La muerte súbita de su ex marido sumerge a Norah en un torbellino de papeleos y emociones. Divorciada hace doce años, siente que de pronto la familia, los amigos, la empresa, la herencia (incluidos los objetos de valor simbólicos) quedan al descubierto.
Acostumbrada a no aparecer, por su rol laboral de escritora fantasma, debe enfrentarse a un protagonismo inesperado ¿existen los ex vínculos? ¿Qué tan válido es el encasillamiento ex mujer, ex nuera, ex amiga? Ella, encargada de inventar historias ajenas, debe abocarse a la propia, recrearse en la contención de sus tres hijos y ubicarlos en un nuevo espacio donde la casa de su padre, vuelto a casar, se desvanece y hasta el perro se convierte en territorio de disputa. Entonces aparecen los fantasmas, los que se cargan sin saber y los nuevos, envoltorios opacos que buscan la resquebrajadura por donde entre un poco de luz.

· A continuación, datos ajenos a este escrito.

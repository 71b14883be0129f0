#![doc = include_str!("../README.md")]

pub mod angle;
pub mod autoscale;
pub mod config;
pub mod detect;
pub mod guide;
pub mod homography;
pub mod image;
pub mod pipeline;
pub mod rotation;
pub mod solver;
pub mod types;

// --- High-level re-exports -------------------------------------------------

pub use crate::autoscale::{compute_auto_scale, AutoScaleSolver};
pub use crate::config::EngineConfig;
pub use crate::detect::{detect_guides, DetectorOptions, LineDetector};
pub use crate::guide::{Guide, GuideOrientation, GuideSet};
pub use crate::homography::{Direction, Homography};
pub use crate::pipeline::{build_homography, GeometryPipeline};
pub use crate::solver::{estimate_rotation, solve_from_guides, GuidedCorrectionSolver};
pub use crate::types::{
    CorrectionResult, Frame, GeometryParams, RotationParams, RotationStrategy,
};

use crate::homography::Direction as Dir;

/// Full guided-correction flow: solve rotation from the guides, build the
/// forward homography and compute the border-free zoom.
///
/// With no usable guides this returns neutral parameters, an identity
/// homography and zoom 1.0.
pub fn correct_from_guides(
    guides: &[Guide],
    frame: Frame,
    config: &EngineConfig,
) -> CorrectionResult {
    let solver = GuidedCorrectionSolver::new(config);
    let (rotation, residual) = solver.solve(guides, frame);
    let params = GeometryParams {
        rotation,
        strategy: RotationStrategy::Camera,
        ..Default::default()
    };
    let pipeline = GeometryPipeline::new(config.clone());
    let forward = pipeline.build(&params, frame, Dir::Forward);
    let backward = pipeline.build(&params, frame, Dir::Backward);
    let zoom_factor = AutoScaleSolver::new(config.max_zoom).compute_zoom(&backward.mtx, frame);
    CorrectionResult {
        params,
        homography: forward,
        zoom_factor,
        residual,
    }
}

/// One-click correction: detect guides in the image with the configured
/// detector, then run the full guided flow on them.
///
/// An image without usable lines yields a neutral result.
pub fn correct_from_image(
    image: &crate::image::ImageU8<'_>,
    config: &EngineConfig,
) -> CorrectionResult {
    let guides = LineDetector::from_config(config).detect(image);
    let frame = Frame::new(image.w as u32, image.h as u32);
    correct_from_guides(&guides, frame, config)
}

/// Small prelude for quick experiments.
///
/// ```
/// use upright::prelude::*;
///
/// let frame = Frame::new(1920, 1080);
/// let params = GeometryParams::default();
/// let h = build_homography(&params, frame, true);
/// assert_eq!(h, nalgebra::Matrix3::identity());
/// ```
pub mod prelude {
    pub use crate::autoscale::compute_auto_scale;
    pub use crate::detect::detect_guides;
    pub use crate::guide::Guide;
    pub use crate::image::ImageU8;
    pub use crate::pipeline::build_homography;
    pub use crate::solver::solve_from_guides;
    pub use crate::types::{Frame, GeometryParams, RotationParams, RotationStrategy};
    pub use crate::{correct_from_guides, correct_from_image, EngineConfig};
}
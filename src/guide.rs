//! Line guides: segments annotating edges that should end up perfectly
//! vertical or horizontal after correction.

use serde::{Deserialize, Serialize};

use crate::angle::{segment_angle_deg, vertical_deviation_deg};
use crate::config::EngineConfig;
use crate::types::Frame;

/// Correction target of a guide, derived from its raw angle.
#[derive(Clone, Copy, Debug, PartialEq, Eq, Serialize, Deserialize)]
pub enum GuideOrientation {
    /// Should map to ±90° after correction.
    Vertical,
    /// Should map to 0°/180° after correction.
    Horizontal,
}

/// A line segment in normalized (0..1) frame coordinates.
///
/// The orientation is not stored: it is always re-derived from the endpoint
/// angle, so moving an endpoint can flip a guide between vertical and
/// horizontal without extra bookkeeping.
#[derive(Clone, Copy, Debug, PartialEq, Serialize, Deserialize)]
pub struct Guide {
    pub p1: [f64; 2],
    pub p2: [f64; 2],
}

impl Guide {
    pub fn new(p1: [f64; 2], p2: [f64; 2]) -> Self {
        Self { p1, p2 }
    }

    /// Builds a guide from pixel coordinates in the given frame.
    pub fn from_pixels(p1: [f64; 2], p2: [f64; 2], frame: Frame) -> Self {
        if frame.is_empty() {
            return Self::new([0.0, 0.0], [0.0, 0.0]);
        }
        let (w, h) = (frame.w(), frame.h());
        Self::new([p1[0] / w, p1[1] / h], [p2[0] / w, p2[1] / h])
    }

    /// Endpoints scaled back to pixel coordinates.
    pub fn to_pixels(&self, frame: Frame) -> ([f64; 2], [f64; 2]) {
        let (w, h) = (frame.w(), frame.h());
        (
            [self.p1[0] * w, self.p1[1] * h],
            [self.p2[0] * w, self.p2[1] * h],
        )
    }

    /// Segment length in normalized coordinates; doubles as the guide's
    /// weight in the solver objective.
    pub fn weight(&self) -> f64 {
        let dx = self.p2[0] - self.p1[0];
        let dy = self.p2[1] - self.p1[1];
        (dx * dx + dy * dy).sqrt()
    }

    pub fn angle_deg(&self) -> f64 {
        segment_angle_deg(self.p1, self.p2)
    }

    /// Angle magnitudes in (45°, 135°) aim for vertical, the rest for
    /// horizontal.
    pub fn orientation(&self) -> GuideOrientation {
        if vertical_deviation_deg(self.angle_deg()) < 45.0 {
            GuideOrientation::Vertical
        } else {
            GuideOrientation::Horizontal
        }
    }

    /// Zero-length guides carry no constraint and are skipped by consumers.
    pub fn is_degenerate(&self) -> bool {
        self.weight() < 1e-9
    }
}

/// Session-owned guide list with a capacity cap.
///
/// Interactive editing keeps a handful of guides; once the cap is exceeded
/// the list is cleared and restarted from the newest guide, matching the
/// reset-on-overflow behavior of the interactive tool.
#[derive(Clone, Debug, Serialize, Deserialize)]
pub struct GuideSet {
    guides: Vec<Guide>,
    capacity: usize,
}

impl Default for GuideSet {
    fn default() -> Self {
        Self::new()
    }
}

/// Default cap for interactively drawn guides.
pub const DEFAULT_GUIDE_CAPACITY: usize = 4;

impl GuideSet {
    pub fn new() -> Self {
        Self::with_capacity(DEFAULT_GUIDE_CAPACITY)
    }

    pub fn with_capacity(capacity: usize) -> Self {
        Self {
            guides: Vec::new(),
            capacity: capacity.max(1),
        }
    }

    /// Guide set sized by the configuration's interactive cap.
    pub fn from_config(config: &EngineConfig) -> Self {
        Self::with_capacity(config.max_interactive_guides)
    }

    pub fn push(&mut self, guide: Guide) {
        if self.guides.len() >= self.capacity {
            self.guides.clear();
        }
        self.guides.push(guide);
    }

    pub fn clear(&mut self) {
        self.guides.clear();
    }

    pub fn as_slice(&self) -> &[Guide] {
        &self.guides
    }

    pub fn len(&self) -> usize {
        self.guides.len()
    }

    pub fn is_empty(&self) -> bool {
        self.guides.is_empty()
    }
}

Para Virginia Wolf, un relato biográfico debería unir la solidez del granito y la intangibilidad del arcoíris ¿cuánto de cada uno encontramos en esa nouvelle basada en hechos reales? Vida-escritura, realidad-ficción se mezclan para que las palabras que quedaron en las bocas salgan a dar una explicación, vivos y muertos tienen que hablar, quizás así sea posible el ordenamiento del pasado, del presente y del futuro.